§ **Problem to work on**: Transcribe exactly the lines that fall between the one holding "could not be" and the one holding "pub(crate) fn invalid_filter(reason: impl", inclusive, from the entries below.

§ **Given records**:
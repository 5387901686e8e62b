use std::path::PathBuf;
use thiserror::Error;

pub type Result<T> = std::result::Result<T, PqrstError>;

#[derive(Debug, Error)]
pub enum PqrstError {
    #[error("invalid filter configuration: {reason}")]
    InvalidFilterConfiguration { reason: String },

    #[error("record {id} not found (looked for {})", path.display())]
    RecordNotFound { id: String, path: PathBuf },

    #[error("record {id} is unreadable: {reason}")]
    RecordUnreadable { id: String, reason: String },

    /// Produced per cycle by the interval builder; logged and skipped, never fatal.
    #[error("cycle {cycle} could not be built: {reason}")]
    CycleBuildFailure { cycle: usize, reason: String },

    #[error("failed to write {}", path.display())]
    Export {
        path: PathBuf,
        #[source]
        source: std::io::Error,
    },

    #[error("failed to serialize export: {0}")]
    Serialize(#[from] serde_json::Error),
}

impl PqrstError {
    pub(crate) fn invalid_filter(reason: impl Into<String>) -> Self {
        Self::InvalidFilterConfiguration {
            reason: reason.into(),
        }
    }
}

§ **The answer**:
    #[error("cycle {cycle} could not be built: {reason}")]
    CycleBuildFailure { cycle: usize, reason: String },

    #[error("failed to write {}", path.display())]
    Export {
        path: PathBuf,
        #[source]
        source: std::io::Error,
    },

    #[error("failed to serialize export: {0}")]
    Serialize(#[from] serde_json::Error),
}

impl PqrstError {
    pub(crate) fn invalid_filter(reason: impl Into<String>) -> Self {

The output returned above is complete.